> [WORK REQUIRED] Identify each line below containing the string "TrackedFiles" and copy it.

> [INPUT RECORDS]
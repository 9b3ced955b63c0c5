//! engine::actions
//!
//! Action handlers, one module per menu.
//!
//! Each handler has the [`Handler`](super::dispatch::Handler) signature:
//! it prompts through the context, validates what was typed, and runs git
//! through the context's [`Git`](crate::git::Git). Handlers never spawn
//! processes themselves.

pub mod basic;
pub mod branch;
pub mod ignore;
pub mod remote;
pub mod repo;

use crate::git::{RunError, ERROR_TAG};

use super::ActionContext;

/// Run `per_item` for every name and collect one result line each.
///
/// A failing name does not stop the batch.
pub(crate) fn batch(
    ctx: &mut ActionContext<'_>,
    names: &[String],
    mut per_item: impl FnMut(&mut ActionContext<'_>, &str) -> Result<String, RunError>,
) -> Result<String, RunError> {
    let mut lines = Vec::with_capacity(names.len());
    for name in names {
        lines.push(per_item(ctx, name)?);
    }
    Ok(lines.join("\n"))
}

/// Footer line for a name git does not know about.
pub(crate) fn not_tracked(name: &str) -> String {
    format!("{ERROR_TAG} File {name} is not found or not tracked.")
}

/// Join non-empty parts with newlines.
pub(crate) fn join_nonempty<I, S>(parts: I) -> String
where
    I: IntoIterator<Item = S>,
    S: AsRef<str>,
{
    parts
        .into_iter()
        .filter(|p| !p.as_ref().is_empty())
        .map(|p| p.as_ref().to_string())
        .collect::<Vec<_>>()
        .join("\n")
}


#[cfg(test)]
mod tests {
    use super::*;

    #[test]
    fn join_skips_empty_parts() {
        assert_eq!(join_nonempty(["a", "", "b"]), "a\nb");
        assert_eq!(join_nonempty(Vec::<String>::new()), "");
    }
}
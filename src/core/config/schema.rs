//! core::config::schema
//!
//! Configuration schema types.
//!
//! The same file schema is used for the global and the repository scope.
//! Every key is optional; unset keys fall through to the next scope and
//! finally to the built-in defaults in [`Settings::default`].
//!
//! # Example
//!
//! ```toml
//! affirmative = "yes"
//! remote = "origin"
//! default_branch = "main"
//! timestamp_format = "%Y-%m-%d %H:%M:%S"
//!
//! [display]
//! color = true
//! clear_screen = true
//! rule_width = 40
//! ```

use std::path::PathBuf;

use chrono::format::{Item, StrftimeItems};
use serde::{Deserialize, Serialize};

use super::ConfigError;

/// One configuration file (either scope).
#[derive(Debug, Clone, Default, Serialize, Deserialize, PartialEq)]
#[serde(default, deny_unknown_fields)]
pub struct ConfigFile {
    /// Collaborator program to spawn
    pub git: Option<String>,

    /// Token the confirmation gate requires
    pub affirmative: Option<String>,

    /// Remote used by pull, push and prune
    pub remote: Option<String>,

    /// Default branch offered by pull and push
    pub default_branch: Option<String>,

    /// chrono format appended to commit messages
    pub timestamp_format: Option<String>,

    /// Ignore file, relative to the work tree
    pub ignore_file: Option<PathBuf>,

    /// Tracing output file
    pub log_file: Option<PathBuf>,

    /// Rendering options
    pub display: Option<DisplayFile>,
}

/// `[display]` table.
#[derive(Debug, Clone, Default, Serialize, Deserialize, PartialEq)]
#[serde(default, deny_unknown_fields)]
pub struct DisplayFile {
    pub color: Option<bool>,
    pub clear_screen: Option<bool>,
    pub rule_width: Option<usize>,
}

impl ConfigFile {
    /// Validate the values that are set.
    ///
    /// # Errors
    ///
    /// Returns `ConfigError::InvalidValue` if any value is invalid.
    pub fn validate(&self) -> Result<(), ConfigError> {
        if let Some(git) = &self.git {
            if git.trim().is_empty() {
                return Err(ConfigError::InvalidValue("git program cannot be empty".into()));
            }
        }
        if let Some(token) = &self.affirmative {
            validate_affirmative(token)?;
        }
        if let Some(format) = &self.timestamp_format {
            validate_timestamp_format(format)?;
        }
        if let Some(width) = self.display.as_ref().and_then(|d| d.rule_width) {
            if !(1..=200).contains(&width) {
                return Err(ConfigError::InvalidValue(format!(
                    "rule_width {width} out of range, must be 1..=200"
                )));
            }
        }
        Ok(())
    }
}

fn validate_affirmative(token: &str) -> Result<(), ConfigError> {
    if token.is_empty() || token.chars().any(char::is_whitespace) {
        return Err(ConfigError::InvalidValue(format!(
            "affirmative token '{token}' must be a single non-empty word"
        )));
    }
    Ok(())
}

fn validate_timestamp_format(format: &str) -> Result<(), ConfigError> {
    if StrftimeItems::new(format).any(|item| matches!(item, Item::Error)) {
        return Err(ConfigError::InvalidValue(format!(
            "invalid timestamp_format '{format}'"
        )));
    }
    Ok(())
}

/// Rendering options handed to the renderer.
#[derive(Debug, Clone, Copy, Serialize, PartialEq, Eq)]
pub struct DisplayConfig {
    pub color: bool,
    pub clear_screen: bool,
    pub rule_width: usize,
}

impl Default for DisplayConfig {
    fn default() -> Self {
        Self {
            color: true,
            clear_screen: true,
            rule_width: 40,
        }
    }
}

/// Effective settings after all scopes are merged.
#[derive(Debug, Clone, Serialize, PartialEq)]
pub struct Settings {
    pub git: String,
    pub affirmative: String,
    pub remote: String,
    pub default_branch: String,
    pub timestamp_format: String,
    pub ignore_file: PathBuf,
    #[serde(skip_serializing_if = "Option::is_none")]
    pub log_file: Option<PathBuf>,
    pub display: DisplayConfig,
}

impl Default for Settings {
    fn default() -> Self {
        Self {
            git: "git".into(),
            affirmative: "yes".into(),
            remote: "origin".into(),
            default_branch: "main".into(),
            timestamp_format: "%Y-%m-%d %H:%M:%S".into(),
            ignore_file: PathBuf::from(".gitignore"),
            log_file: None,
            display: DisplayConfig::default(),
        }
    }
}

impl Settings {
    /// Overlay the values set in `file` onto these settings.
    pub fn apply(&mut self, file: &ConfigFile) {
        if let Some(v) = &file.git {
            self.git = v.clone();
        }
        if let Some(v) = &file.affirmative {
            self.affirmative = v.to_lowercase();
        }
        if let Some(v) = &file.remote {
            self.remote = v.clone();
        }
        if let Some(v) = &file.default_branch {
            self.default_branch = v.clone();
        }
        if let Some(v) = &file.timestamp_format {
            self.timestamp_format = v.clone();
        }
        if let Some(v) = &file.ignore_file {
            self.ignore_file = v.clone();
        }
        if let Some(v) = &file.log_file {
            self.log_file = Some(v.clone());
        }
        if let Some(display) = &file.display {
            if let Some(v) = display.color {
                self.display.color = v;
            }
            if let Some(v) = display.clear_screen {
                self.display.clear_screen = v;
            }
            if let Some(v) = display.rule_width {
                self.display.rule_width = v;
            }
        }
    }
}

#[cfg(test)]
mod tests {
    use super::*;

    #[test]
    fn parse_full_file() {
        let file: ConfigFile = toml::from_str(
            r#"
            git = "/usr/bin/git"
            affirmative = "YES"
            remote = "upstream"

            [display]
            color = false
            rule_width = 60
            "#,
        )
        .unwrap();
        assert!(file.validate().is_ok());

        let mut settings = Settings::default();
        settings.apply(&file);
        assert_eq!(settings.git, "/usr/bin/git");
        assert_eq!(settings.affirmative, "yes");
        assert_eq!(settings.remote, "upstream");
        assert_eq!(settings.default_branch, "main");
        assert!(!settings.display.color);
        assert!(settings.display.clear_screen);
        assert_eq!(settings.display.rule_width, 60);
    }

    #[test]
    fn unknown_keys_rejected() {
        let result: Result<ConfigFile, _> = toml::from_str("colour = true");
        assert!(result.is_err());
    }

    #[test]
    fn invalid_values_rejected() {
        let bad_token = ConfigFile {
            affirmative: Some("yes please".into()),
            ..Default::default()
        };
        assert!(bad_token.validate().is_err());

        let bad_width = ConfigFile {
            display: Some(DisplayFile {
                rule_width: Some(0),
                ..Default::default()
            }),
            ..Default::default()
        };
        assert!(bad_width.validate().is_err());

        let bad_format = ConfigFile {
            timestamp_format: Some("%Q".into()),
            ..Default::default()
        };
        assert!(bad_format.validate().is_err());

        let empty_git = ConfigFile {
            git: Some("  ".into()),
            ..Default::default()
        };
        assert!(empty_git.validate().is_err());
    }

    #[test]
    fn defaults() {
        let settings = Settings::default();
        assert_eq!(settings.affirmative, "yes");
        assert_eq!(settings.ignore_file, PathBuf::from(".gitignore"));
        assert_eq!(settings.display.rule_width, 40);
    }
}
//! config command - Print the effective configuration

use anyhow::{Context as _, Result};

use crate::core::config::Settings;

/// Serialize `settings` as TOML.
pub fn render_settings(settings: &Settings) -> Result<String> {
    toml::to_string(settings).context("failed to serialize settings")
}

/// Print the effective configuration.
pub fn config(settings: &Settings) -> Result<()> {
    print!("{}", render_settings(settings)?);
    Ok(())
}
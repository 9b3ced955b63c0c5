//! engine::catalog
//!
//! The menus and what each entry does.
//!
//! Entries are bound to stable [`ActionId`]s rather than to their position,
//! so reordering labels never changes behavior. The [`Dispatcher`] maps each
//! identifier to its handler.
//!
//! [`Dispatcher`]: super::Dispatcher

use crate::ui::menu::{EmptyMenu, Menu, MenuItem};

/// Identifies one menu.
#[derive(Debug, Clone, Copy, PartialEq, Eq, Hash)]
pub enum MenuId {
    Main,
    Basic,
    Branches,
    Remotes,
    Ignore,
}

/// Identifies one action handler.
#[derive(Debug, Clone, Copy, PartialEq, Eq, Hash)]
pub enum ActionId {
    // Basic commands
    Status,
    AddFiles,
    Commit,
    History,
    TrackedFiles,
    RemoveFromRepo,
    AutoCommit,
    ResetToCommit,
    Diff,
    DiffCommits,
    DropFromLastCommit,
    Unstage,

    // Branches
    ListBranches,
    CreateBranch,
    SwitchBranch,
    DeleteBranch,
    RenameBranch,
    ForceDeleteBranch,
    MergeBranch,
    AbortMerge,
    UnsetUpstream,
    BranchFromCommit,
    PruneRemote,
    DiffBranches,
    LogBetweenBranches,

    // Remotes
    ListRemotes,
    AddRemote,
    RemoveRemote,
    Pull,
    Push,

    // Ignore file
    ViewIgnore,
    AddIgnore,
    RemoveIgnore,

    // Repository
    ClearRepository,
}

impl ActionId {
    /// Every action, in catalog order.
    pub const ALL: [ActionId; 34] = [
        ActionId::Status,
        ActionId::AddFiles,
        ActionId::Commit,
        ActionId::History,
        ActionId::TrackedFiles,
        ActionId::RemoveFromRepo,
        ActionId::AutoCommit,
        ActionId::ResetToCommit,
        ActionId::Diff,
        ActionId::DiffCommits,
        ActionId::DropFromLastCommit,
        ActionId::Unstage,
        ActionId::ListBranches,
        ActionId::CreateBranch,
        ActionId::SwitchBranch,
        ActionId::DeleteBranch,
        ActionId::RenameBranch,
        ActionId::ForceDeleteBranch,
        ActionId::MergeBranch,
        ActionId::AbortMerge,
        ActionId::UnsetUpstream,
        ActionId::BranchFromCommit,
        ActionId::PruneRemote,
        ActionId::DiffBranches,
        ActionId::LogBetweenBranches,
        ActionId::ListRemotes,
        ActionId::AddRemote,
        ActionId::RemoveRemote,
        ActionId::Pull,
        ActionId::Push,
        ActionId::ViewIgnore,
        ActionId::AddIgnore,
        ActionId::RemoveIgnore,
        ActionId::ClearRepository,
    ];

    /// Rewrites history or discards state; must run behind the gate.
    pub fn is_destructive(self) -> bool {
        matches!(
            self,
            ActionId::ResetToCommit
                | ActionId::DropFromLastCommit
                | ActionId::ForceDeleteBranch
                | ActionId::AbortMerge
                | ActionId::ClearRepository
        )
    }
}

/// What selecting an entry does.
#[derive(Debug, Clone, Copy, PartialEq, Eq)]
pub enum Binding {
    /// Run an action and show its result.
    Run(ActionId),
    /// Push a sub-menu.
    Open(MenuId),
    /// Pop back to the parent menu.
    Return,
    /// End the session.
    Exit,
}

impl Binding {
    pub fn is_terminal(self) -> bool {
        matches!(self, Binding::Return | Binding::Exit)
    }
}

/// One labeled entry.
#[derive(Debug, Clone, Copy, PartialEq, Eq)]
pub struct Entry {
    pub label: &'static str,
    pub binding: Binding,
}

const fn run(label: &'static str, action: ActionId) -> Entry {
    Entry {
        label,
        binding: Binding::Run(action),
    }
}

const fn open(label: &'static str, menu: MenuId) -> Entry {
    Entry {
        label,
        binding: Binding::Open(menu),
    }
}

const RETURN: Entry = Entry {
    label: "Back to main menu",
    binding: Binding::Return,
};

/// A menu with its bindings.
#[derive(Debug, Clone, PartialEq, Eq)]
pub struct MenuSpec {
    pub id: MenuId,
    pub title: &'static str,
    pub entries: Vec<Entry>,
}

impl MenuSpec {
    /// The displayable menu.
    ///
    /// # Errors
    ///
    /// Returns [`EmptyMenu`] if the spec has no entries.
    pub fn menu(&self) -> Result<Menu, EmptyMenu> {
        Menu::new(
            self.title,
            self.entries
                .iter()
                .map(|e| MenuItem {
                    label: e.label.to_string(),
                    is_terminal: e.binding.is_terminal(),
                })
                .collect(),
        )
    }

    /// Binding of the entry at `index`.
    pub fn binding(&self, index: usize) -> Option<Binding> {
        self.entries.get(index).map(|e| e.binding)
    }

    /// Index of the entry bound to `binding`.
    pub fn position(&self, binding: Binding) -> Option<usize> {
        self.entries.iter().position(|e| e.binding == binding)
    }

    /// Build the menu for `id`.
    pub fn for_menu(id: MenuId) -> Self {
        use ActionId::*;

        let (title, entries) = match id {
            MenuId::Main => (
                "Git menu",
                vec![
                    open("Basic commands", MenuId::Basic),
                    open("Branch management", MenuId::Branches),
                    open("Remote repositories", MenuId::Remotes),
                    open(".gitignore management", MenuId::Ignore),
                    run("Clear repository index", ClearRepository),
                    Entry {
                        label: "Exit",
                        binding: Binding::Exit,
                    },
                ],
            ),
            MenuId::Basic => (
                "Basic commands",
                vec![
                    run("Repository status", Status),
                    run("Add files", AddFiles),
                    run("Commit changes", Commit),
                    run("Commit history", History),
                    run("List committed files", TrackedFiles),
                    run("Remove files from repository", RemoveFromRepo),
                    run("Auto-commit all files", AutoCommit),
                    run("Reset to commit", ResetToCommit),
                    run("Show changes", Diff),
                    run("Compare two commits", DiffCommits),
                    run("Remove file from last commit", DropFromLastCommit),
                    run("Unstage files", Unstage),
                    RETURN,
                ],
            ),
            MenuId::Branches => (
                "Branch management",
                vec![
                    run("List branches", ListBranches),
                    run("Create branch", CreateBranch),
                    run("Switch branch", SwitchBranch),
                    run("Delete branch", DeleteBranch),
                    run("Rename branch", RenameBranch),
                    run("Force delete branch", ForceDeleteBranch),
                    run("Merge branch into current", MergeBranch),
                    run("Abort merge", AbortMerge),
                    run("Unset upstream tracking", UnsetUpstream),
                    run("Create branch from commit", BranchFromCommit),
                    run("Prune stale remote branches", PruneRemote),
                    run("Changes between branches", DiffBranches),
                    run("Commits between branches", LogBetweenBranches),
                    RETURN,
                ],
            ),
            MenuId::Remotes => (
                "Remote repositories",
                vec![
                    run("List remotes", ListRemotes),
                    run("Add remote", AddRemote),
                    run("Remove remote", RemoveRemote),
                    run("Pull changes", Pull),
                    run("Push changes", Push),
                    RETURN,
                ],
            ),
            MenuId::Ignore => (
                ".gitignore management",
                vec![
                    run("View .gitignore", ViewIgnore),
                    run("Add entries to .gitignore", AddIgnore),
                    run("Remove entry from .gitignore", RemoveIgnore),
                    RETURN,
                ],
            ),
        };
        Self { id, title, entries }
    }
}
//! engine::session
//!
//! The menu stack and the top-level loop.
//!
//! The root frame is pushed at startup. Each committed choice either runs an
//! action (its footer becomes the frame's footer), opens a sub-menu (a new
//! frame on top), returns (the top frame is popped and its last footer is
//! handed to the parent) or exits. Returning from the root also ends the
//! session.

use std::io::{self, Write};

use tracing::{debug, info};

use super::catalog::{Binding, MenuId, MenuSpec};
use super::dispatch::Dispatcher;
use super::{ActionContext, Outcome, SessionError};
use crate::core::config::Settings;
use crate::git::Git;
use crate::ui::input::InputSource;
use crate::ui::menu::{EmptyMenu, Menu, MenuController};
use crate::ui::render::Renderer;

/// Line written when the session ends.
pub const EXIT_MESSAGE: &str = "Bye.";

/// One menu on the stack.
#[derive(Debug)]
struct Frame {
    spec: MenuSpec,
    menu: Menu,
    index: usize,
    footer: String,
}

impl Frame {
    fn open(id: MenuId, footer: String) -> Result<Self, EmptyMenu> {
        let spec = MenuSpec::for_menu(id);
        let menu = spec.menu()?;
        Ok(Self {
            spec,
            menu,
            index: 0,
            footer,
        })
    }
}

/// What happened during a session.
#[derive(Debug, Clone, Default, PartialEq, Eq)]
pub struct SessionSummary {
    /// Number of actions dispatched, including aborted ones.
    pub actions_run: usize,
    /// Every footer an action produced, in order.
    pub footers: Vec<String>,
    /// Footer of the last frame on the stack when the session ended.
    pub final_footer: String,
}

/// A running menu session.
pub struct Session<'a> {
    git: &'a mut Git,
    input: &'a mut dyn InputSource,
    out: &'a mut dyn Write,
    settings: &'a Settings,
    renderer: Renderer,
    dispatcher: Dispatcher,
    stack: Vec<Frame>,
}

impl<'a> Session<'a> {
    pub fn new(
        git: &'a mut Git,
        input: &'a mut dyn InputSource,
        out: &'a mut dyn Write,
        settings: &'a Settings,
    ) -> Self {
        Self {
            git,
            input,
            out,
            settings,
            renderer: Renderer::new(settings.display),
            dispatcher: Dispatcher::standard(),
            stack: Vec::new(),
        }
    }

    /// Replace the action table.
    pub fn with_dispatcher(mut self, dispatcher: Dispatcher) -> Self {
        self.dispatcher = dispatcher;
        self
    }

    /// Current stack depth; zero outside [`run`](Self::run).
    pub fn depth(&self) -> usize {
        self.stack.len()
    }

    /// Run until the operator exits.
    ///
    /// # Errors
    ///
    /// Returns `SessionError` when input or drawing fails, or when git cannot
    /// be started at all.
    pub fn run(&mut self) -> Result<SessionSummary, SessionError> {
        info!(workdir = %self.git.workdir().display(), "session started");
        self.stack.clear();
        self.stack.push(Frame::open(MenuId::Main, String::new())?);
        let mut summary = SessionSummary::default();

        loop {
            let Some(frame) = self.stack.last_mut() else {
                break;
            };
            let index = MenuController::new(&frame.menu, frame.index, &frame.footer).run(
                &mut *self.input,
                &self.renderer,
                &mut *self.out,
            )?;
            frame.index = index;

            match frame.spec.binding(index) {
                Some(Binding::Run(id)) => {
                    let mut ctx = ActionContext::new(
                        &mut *self.git,
                        &mut *self.input,
                        &mut *self.out,
                        self.settings,
                    );
                    summary.actions_run += 1;
                    match self.dispatcher.invoke_at(&frame.spec, index, &mut ctx)? {
                        Outcome::Footer(footer) => {
                            summary.footers.push(footer.clone());
                            frame.footer = footer;
                        }
                        Outcome::Aborted => debug!(action = ?id, "action aborted"),
                    }
                }
                Some(Binding::Open(id)) => {
                    info!(menu = ?id, "opening menu");
                    self.stack.push(Frame::open(id, String::new())?);
                }
                Some(Binding::Return) => {
                    let Some(child) = self.stack.pop() else {
                        break;
                    };
                    match self.stack.last_mut() {
                        Some(parent) => {
                            info!(from = ?child.spec.id, to = ?parent.spec.id, "returning");
                            parent.footer = child.footer;
                        }
                        None => {
                            summary.final_footer = child.footer;
                            break;
                        }
                    }
                }
                Some(Binding::Exit) => {
                    summary.final_footer = frame.footer.clone();
                    break;
                }
                None => debug!(index, "selection outside the catalog"),
            }
        }

        self.stack.clear();
        self.finish()?;
        info!(actions = summary.actions_run, "session ended");
        Ok(summary)
    }

    fn finish(&mut self) -> io::Result<()> {
        writeln!(self.out, "{EXIT_MESSAGE}")?;
        self.out.flush()
    }
}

> [RESPONSE BOX]
    TrackedFiles,
        ActionId::TrackedFiles,
                    run("List committed files", TrackedFiles),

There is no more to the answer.